Records for this task:
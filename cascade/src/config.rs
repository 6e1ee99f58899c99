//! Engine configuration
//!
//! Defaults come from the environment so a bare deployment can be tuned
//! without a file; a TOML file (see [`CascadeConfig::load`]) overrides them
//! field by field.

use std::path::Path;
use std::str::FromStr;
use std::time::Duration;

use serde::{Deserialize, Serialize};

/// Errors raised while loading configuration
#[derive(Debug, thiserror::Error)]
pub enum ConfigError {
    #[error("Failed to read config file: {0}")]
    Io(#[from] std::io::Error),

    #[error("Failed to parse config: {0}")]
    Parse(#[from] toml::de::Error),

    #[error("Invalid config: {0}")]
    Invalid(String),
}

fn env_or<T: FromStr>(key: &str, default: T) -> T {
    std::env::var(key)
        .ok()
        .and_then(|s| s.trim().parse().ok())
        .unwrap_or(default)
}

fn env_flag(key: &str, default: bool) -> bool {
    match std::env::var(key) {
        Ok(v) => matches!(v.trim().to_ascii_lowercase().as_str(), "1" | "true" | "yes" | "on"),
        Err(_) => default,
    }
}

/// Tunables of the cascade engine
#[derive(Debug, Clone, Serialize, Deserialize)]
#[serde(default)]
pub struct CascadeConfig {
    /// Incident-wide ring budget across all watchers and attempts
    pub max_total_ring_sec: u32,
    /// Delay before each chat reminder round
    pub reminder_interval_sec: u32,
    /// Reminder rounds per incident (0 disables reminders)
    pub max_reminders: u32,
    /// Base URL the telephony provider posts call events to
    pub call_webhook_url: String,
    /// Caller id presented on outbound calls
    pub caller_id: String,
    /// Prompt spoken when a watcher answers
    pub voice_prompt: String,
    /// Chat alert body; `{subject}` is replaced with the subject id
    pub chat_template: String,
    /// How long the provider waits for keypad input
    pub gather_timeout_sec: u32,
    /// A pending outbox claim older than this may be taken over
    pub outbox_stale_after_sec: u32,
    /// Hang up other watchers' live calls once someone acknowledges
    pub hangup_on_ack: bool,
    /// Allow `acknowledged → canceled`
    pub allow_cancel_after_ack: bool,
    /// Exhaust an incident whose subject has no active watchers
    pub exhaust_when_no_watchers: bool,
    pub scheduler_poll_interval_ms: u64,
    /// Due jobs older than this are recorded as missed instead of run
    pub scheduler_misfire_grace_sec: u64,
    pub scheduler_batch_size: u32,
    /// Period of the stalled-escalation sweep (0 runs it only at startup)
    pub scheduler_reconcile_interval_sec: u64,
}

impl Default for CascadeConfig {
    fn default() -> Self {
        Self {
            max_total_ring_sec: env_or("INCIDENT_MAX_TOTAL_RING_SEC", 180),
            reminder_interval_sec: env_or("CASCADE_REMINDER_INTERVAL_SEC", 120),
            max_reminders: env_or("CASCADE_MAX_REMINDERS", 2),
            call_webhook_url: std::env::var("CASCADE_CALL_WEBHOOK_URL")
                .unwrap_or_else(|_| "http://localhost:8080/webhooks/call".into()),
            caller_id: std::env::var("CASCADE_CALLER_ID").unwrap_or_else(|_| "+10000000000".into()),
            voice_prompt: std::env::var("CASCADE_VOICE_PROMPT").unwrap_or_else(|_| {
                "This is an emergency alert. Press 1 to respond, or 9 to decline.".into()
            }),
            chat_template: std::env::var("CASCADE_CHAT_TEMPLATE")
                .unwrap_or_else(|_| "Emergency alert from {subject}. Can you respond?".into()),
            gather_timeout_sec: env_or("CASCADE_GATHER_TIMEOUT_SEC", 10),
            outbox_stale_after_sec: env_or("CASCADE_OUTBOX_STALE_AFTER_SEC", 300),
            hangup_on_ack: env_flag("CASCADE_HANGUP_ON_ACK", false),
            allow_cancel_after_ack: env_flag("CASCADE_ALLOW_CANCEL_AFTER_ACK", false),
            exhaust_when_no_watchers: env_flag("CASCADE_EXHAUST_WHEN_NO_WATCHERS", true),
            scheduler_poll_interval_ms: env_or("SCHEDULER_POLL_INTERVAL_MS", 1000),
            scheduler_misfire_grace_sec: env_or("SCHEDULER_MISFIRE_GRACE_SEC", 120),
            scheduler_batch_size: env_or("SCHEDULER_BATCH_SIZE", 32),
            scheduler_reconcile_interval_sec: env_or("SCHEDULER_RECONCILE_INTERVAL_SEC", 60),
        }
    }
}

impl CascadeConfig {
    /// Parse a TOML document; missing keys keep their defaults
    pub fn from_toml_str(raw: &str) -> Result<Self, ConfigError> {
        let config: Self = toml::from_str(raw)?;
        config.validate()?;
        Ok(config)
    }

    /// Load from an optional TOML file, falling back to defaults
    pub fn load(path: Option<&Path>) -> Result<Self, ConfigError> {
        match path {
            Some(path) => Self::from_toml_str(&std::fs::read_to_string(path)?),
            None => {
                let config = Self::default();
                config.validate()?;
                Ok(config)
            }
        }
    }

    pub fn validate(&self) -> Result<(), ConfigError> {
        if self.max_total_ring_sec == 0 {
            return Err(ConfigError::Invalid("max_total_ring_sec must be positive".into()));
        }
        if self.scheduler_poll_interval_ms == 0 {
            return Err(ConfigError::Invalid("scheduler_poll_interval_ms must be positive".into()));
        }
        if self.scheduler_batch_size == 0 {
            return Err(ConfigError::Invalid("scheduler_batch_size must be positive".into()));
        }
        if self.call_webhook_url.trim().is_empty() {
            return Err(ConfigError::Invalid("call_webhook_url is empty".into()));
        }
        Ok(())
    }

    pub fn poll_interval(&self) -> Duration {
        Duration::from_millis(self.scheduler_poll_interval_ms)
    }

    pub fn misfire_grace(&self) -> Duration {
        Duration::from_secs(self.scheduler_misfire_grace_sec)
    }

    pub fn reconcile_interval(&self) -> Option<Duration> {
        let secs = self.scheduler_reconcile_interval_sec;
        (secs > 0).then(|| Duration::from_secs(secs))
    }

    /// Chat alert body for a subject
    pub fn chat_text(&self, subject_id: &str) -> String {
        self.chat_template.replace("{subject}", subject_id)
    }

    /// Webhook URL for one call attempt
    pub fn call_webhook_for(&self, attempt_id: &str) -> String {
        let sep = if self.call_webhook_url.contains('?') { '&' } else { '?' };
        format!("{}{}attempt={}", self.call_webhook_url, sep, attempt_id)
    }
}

--

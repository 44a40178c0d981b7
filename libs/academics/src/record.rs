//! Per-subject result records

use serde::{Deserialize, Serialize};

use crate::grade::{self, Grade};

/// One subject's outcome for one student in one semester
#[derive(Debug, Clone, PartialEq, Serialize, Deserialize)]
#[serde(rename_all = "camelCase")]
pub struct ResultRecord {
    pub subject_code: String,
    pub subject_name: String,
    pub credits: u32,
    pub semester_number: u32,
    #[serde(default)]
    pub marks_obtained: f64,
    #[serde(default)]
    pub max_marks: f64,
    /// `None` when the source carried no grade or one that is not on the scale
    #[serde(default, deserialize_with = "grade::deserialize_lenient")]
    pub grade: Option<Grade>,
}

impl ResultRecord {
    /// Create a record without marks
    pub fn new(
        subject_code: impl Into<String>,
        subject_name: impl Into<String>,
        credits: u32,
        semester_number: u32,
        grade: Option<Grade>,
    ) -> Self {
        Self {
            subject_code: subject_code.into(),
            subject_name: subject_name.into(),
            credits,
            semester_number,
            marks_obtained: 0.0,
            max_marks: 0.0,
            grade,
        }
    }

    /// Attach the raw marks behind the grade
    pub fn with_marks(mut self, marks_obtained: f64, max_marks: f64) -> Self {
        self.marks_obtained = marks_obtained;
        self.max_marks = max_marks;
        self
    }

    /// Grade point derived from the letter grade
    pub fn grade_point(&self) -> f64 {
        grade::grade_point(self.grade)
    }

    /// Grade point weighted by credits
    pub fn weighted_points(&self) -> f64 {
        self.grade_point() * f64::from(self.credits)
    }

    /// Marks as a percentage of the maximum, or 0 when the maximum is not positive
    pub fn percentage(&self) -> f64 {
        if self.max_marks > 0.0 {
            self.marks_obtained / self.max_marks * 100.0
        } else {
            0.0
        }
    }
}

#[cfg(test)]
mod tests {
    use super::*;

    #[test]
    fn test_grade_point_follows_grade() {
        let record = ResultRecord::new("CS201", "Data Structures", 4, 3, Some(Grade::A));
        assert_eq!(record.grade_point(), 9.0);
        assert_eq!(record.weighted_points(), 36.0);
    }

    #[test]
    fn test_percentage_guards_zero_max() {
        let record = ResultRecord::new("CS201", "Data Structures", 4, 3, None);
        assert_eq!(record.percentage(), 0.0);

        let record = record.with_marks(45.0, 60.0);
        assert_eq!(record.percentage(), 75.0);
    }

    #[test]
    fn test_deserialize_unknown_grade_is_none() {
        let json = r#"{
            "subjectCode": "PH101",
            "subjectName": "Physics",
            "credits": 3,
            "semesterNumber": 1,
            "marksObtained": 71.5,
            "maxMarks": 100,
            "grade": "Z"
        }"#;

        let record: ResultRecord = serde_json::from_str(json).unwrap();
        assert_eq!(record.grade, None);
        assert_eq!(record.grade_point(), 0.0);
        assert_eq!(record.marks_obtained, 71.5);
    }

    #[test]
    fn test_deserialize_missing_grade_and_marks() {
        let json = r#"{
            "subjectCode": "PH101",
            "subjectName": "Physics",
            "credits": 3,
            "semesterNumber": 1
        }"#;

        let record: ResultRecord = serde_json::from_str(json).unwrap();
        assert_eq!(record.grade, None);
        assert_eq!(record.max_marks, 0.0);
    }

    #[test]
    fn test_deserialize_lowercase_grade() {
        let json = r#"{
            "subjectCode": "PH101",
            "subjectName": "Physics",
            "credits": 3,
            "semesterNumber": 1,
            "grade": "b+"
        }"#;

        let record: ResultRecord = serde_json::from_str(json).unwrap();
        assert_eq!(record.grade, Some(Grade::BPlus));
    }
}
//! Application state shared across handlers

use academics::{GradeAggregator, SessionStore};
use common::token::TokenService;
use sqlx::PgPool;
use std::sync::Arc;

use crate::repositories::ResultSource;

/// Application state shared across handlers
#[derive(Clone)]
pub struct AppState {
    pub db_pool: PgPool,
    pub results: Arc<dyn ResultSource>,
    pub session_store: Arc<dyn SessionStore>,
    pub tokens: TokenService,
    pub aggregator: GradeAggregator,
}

Task item: For this exercise, output exactly the lines above from the line with "filename cascade/src/config.rs" to the line with "pub struct CascadeConfig", counting both, and leave out the rest.

Solution for this task:
filename cascade/src/config.rs
repository 6e1ee99f58899c99
//! Engine configuration
//!
//! Defaults come from the environment so a bare deployment can be tuned
//! without a file; a TOML file (see [`CascadeConfig::load`]) overrides them
//! field by field.

use std::path::Path;
use std::str::FromStr;
use std::time::Duration;

use serde::{Deserialize, Serialize};

/// Errors raised while loading configuration
#[derive(Debug, thiserror::Error)]
pub enum ConfigError {
    #[error("Failed to read config file: {0}")]
    Io(#[from] std::io::Error),

    #[error("Failed to parse config: {0}")]
    Parse(#[from] toml::de::Error),

    #[error("Invalid config: {0}")]
    Invalid(String),
}

fn env_or<T: FromStr>(key: &str, default: T) -> T {
    std::env::var(key)
        .ok()
        .and_then(|s| s.trim().parse().ok())
        .unwrap_or(default)
}

fn env_flag(key: &str, default: bool) -> bool {
    match std::env::var(key) {
        Ok(v) => matches!(v.trim().to_ascii_lowercase().as_str(), "1" | "true" | "yes" | "on"),
        Err(_) => default,
    }
}

/// Tunables of the cascade engine
#[derive(Debug, Clone, Serialize, Deserialize)]
#[serde(default)]
pub struct CascadeConfig {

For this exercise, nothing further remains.